▶ _Exercise details_
In the entries below, count every line that has the string "stored", and answer with that count alone.

▶ _Data provided_
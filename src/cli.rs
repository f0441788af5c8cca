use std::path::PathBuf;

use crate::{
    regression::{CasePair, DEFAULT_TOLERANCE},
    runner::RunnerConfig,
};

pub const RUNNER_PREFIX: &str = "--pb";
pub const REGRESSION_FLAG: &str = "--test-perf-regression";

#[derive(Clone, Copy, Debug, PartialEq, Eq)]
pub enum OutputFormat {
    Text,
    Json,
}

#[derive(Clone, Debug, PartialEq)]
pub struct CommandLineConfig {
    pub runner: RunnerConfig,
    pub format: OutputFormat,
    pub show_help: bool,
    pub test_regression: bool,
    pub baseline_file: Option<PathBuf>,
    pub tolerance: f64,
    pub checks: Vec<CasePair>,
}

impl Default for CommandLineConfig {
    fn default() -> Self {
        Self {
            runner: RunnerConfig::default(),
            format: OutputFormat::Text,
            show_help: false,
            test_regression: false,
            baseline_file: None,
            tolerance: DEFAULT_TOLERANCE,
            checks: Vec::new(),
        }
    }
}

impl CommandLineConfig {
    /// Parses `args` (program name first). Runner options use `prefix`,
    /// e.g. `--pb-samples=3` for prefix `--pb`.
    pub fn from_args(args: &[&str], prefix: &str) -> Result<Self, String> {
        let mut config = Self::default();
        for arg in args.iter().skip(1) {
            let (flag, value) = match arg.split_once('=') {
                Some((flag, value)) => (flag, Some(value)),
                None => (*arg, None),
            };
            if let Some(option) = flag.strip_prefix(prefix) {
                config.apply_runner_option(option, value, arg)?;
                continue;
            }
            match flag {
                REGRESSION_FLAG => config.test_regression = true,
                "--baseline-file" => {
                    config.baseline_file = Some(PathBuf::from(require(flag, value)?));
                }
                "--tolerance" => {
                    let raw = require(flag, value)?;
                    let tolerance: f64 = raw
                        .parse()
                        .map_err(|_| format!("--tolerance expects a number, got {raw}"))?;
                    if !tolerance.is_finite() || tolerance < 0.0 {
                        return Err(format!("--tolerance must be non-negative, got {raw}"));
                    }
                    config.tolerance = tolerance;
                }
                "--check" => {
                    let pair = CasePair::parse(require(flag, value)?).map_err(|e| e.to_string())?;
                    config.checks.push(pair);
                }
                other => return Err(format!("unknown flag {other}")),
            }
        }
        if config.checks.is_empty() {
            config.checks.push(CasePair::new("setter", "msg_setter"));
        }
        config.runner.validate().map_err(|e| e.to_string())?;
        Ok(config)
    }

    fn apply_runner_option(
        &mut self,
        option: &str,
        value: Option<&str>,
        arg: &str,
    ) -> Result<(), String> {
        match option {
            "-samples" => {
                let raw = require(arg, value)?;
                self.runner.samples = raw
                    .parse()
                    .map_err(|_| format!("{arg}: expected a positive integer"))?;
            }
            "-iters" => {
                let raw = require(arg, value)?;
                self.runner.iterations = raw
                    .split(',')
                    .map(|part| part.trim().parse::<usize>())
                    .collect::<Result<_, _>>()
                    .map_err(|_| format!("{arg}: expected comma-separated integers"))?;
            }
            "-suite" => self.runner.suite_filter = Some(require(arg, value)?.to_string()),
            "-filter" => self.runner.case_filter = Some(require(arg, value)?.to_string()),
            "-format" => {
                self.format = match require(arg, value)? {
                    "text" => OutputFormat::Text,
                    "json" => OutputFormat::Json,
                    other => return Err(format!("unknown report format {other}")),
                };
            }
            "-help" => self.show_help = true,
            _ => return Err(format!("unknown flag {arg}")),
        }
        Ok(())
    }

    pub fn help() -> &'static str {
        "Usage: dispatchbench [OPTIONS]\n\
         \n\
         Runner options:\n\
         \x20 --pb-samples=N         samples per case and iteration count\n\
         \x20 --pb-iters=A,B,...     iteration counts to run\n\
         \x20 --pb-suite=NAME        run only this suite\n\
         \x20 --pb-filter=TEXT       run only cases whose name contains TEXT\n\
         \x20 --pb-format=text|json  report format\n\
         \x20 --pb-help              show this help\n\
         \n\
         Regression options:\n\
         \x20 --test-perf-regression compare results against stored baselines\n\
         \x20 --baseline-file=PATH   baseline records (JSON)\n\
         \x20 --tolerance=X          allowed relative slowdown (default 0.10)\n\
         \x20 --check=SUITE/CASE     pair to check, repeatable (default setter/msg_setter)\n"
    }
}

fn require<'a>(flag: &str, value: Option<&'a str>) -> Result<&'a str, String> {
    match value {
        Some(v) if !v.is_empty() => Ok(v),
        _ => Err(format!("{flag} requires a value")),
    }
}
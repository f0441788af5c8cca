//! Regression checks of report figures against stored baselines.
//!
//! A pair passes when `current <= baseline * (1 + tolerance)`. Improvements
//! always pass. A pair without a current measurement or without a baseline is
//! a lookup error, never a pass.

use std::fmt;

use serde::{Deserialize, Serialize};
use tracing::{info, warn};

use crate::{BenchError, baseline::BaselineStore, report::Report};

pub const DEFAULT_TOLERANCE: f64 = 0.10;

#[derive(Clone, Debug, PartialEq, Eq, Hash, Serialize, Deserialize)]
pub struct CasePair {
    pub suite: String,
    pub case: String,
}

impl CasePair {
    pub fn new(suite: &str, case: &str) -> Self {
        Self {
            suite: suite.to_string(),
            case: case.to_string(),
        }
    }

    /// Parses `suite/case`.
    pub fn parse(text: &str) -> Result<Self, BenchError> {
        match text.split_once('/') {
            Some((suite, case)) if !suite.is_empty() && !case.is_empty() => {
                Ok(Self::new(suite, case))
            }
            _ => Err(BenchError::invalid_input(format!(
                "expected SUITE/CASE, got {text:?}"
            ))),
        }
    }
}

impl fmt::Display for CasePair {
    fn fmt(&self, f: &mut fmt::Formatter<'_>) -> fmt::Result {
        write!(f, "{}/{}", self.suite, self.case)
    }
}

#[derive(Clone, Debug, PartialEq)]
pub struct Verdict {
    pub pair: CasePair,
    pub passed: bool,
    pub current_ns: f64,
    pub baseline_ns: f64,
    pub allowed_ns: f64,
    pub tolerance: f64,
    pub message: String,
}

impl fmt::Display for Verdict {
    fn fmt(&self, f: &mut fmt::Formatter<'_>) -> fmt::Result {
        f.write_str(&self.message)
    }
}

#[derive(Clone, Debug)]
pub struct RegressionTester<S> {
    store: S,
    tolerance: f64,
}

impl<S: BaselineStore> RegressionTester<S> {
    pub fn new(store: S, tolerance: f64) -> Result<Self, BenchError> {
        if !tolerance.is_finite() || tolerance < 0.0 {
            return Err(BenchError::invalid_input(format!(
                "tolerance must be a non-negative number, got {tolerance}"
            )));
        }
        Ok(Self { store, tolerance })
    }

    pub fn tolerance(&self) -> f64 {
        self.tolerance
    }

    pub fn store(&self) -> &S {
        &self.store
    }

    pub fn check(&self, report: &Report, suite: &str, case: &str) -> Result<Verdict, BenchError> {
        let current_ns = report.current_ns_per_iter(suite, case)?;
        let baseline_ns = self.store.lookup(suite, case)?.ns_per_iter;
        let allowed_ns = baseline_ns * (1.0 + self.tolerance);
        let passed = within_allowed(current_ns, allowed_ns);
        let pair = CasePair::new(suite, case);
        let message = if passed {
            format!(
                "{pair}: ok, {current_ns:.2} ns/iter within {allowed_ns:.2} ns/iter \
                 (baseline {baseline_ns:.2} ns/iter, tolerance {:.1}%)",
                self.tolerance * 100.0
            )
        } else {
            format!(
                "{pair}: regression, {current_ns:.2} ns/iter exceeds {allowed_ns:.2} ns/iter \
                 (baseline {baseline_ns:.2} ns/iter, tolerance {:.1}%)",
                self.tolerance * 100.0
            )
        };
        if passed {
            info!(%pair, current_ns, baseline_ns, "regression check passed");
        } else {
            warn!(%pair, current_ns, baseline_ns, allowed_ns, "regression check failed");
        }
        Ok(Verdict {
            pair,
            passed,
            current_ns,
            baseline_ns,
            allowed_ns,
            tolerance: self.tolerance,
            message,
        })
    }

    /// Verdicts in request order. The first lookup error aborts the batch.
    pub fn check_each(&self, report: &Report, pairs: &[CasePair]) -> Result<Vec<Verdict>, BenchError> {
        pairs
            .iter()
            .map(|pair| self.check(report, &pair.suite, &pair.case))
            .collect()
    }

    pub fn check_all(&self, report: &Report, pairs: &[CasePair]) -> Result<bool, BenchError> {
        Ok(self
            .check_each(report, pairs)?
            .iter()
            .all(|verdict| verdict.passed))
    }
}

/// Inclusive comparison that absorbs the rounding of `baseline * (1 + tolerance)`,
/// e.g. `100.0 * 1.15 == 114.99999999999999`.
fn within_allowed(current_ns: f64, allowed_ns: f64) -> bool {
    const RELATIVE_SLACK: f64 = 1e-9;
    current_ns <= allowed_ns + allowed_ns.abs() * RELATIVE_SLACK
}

▶ _Reply to the exercise_
2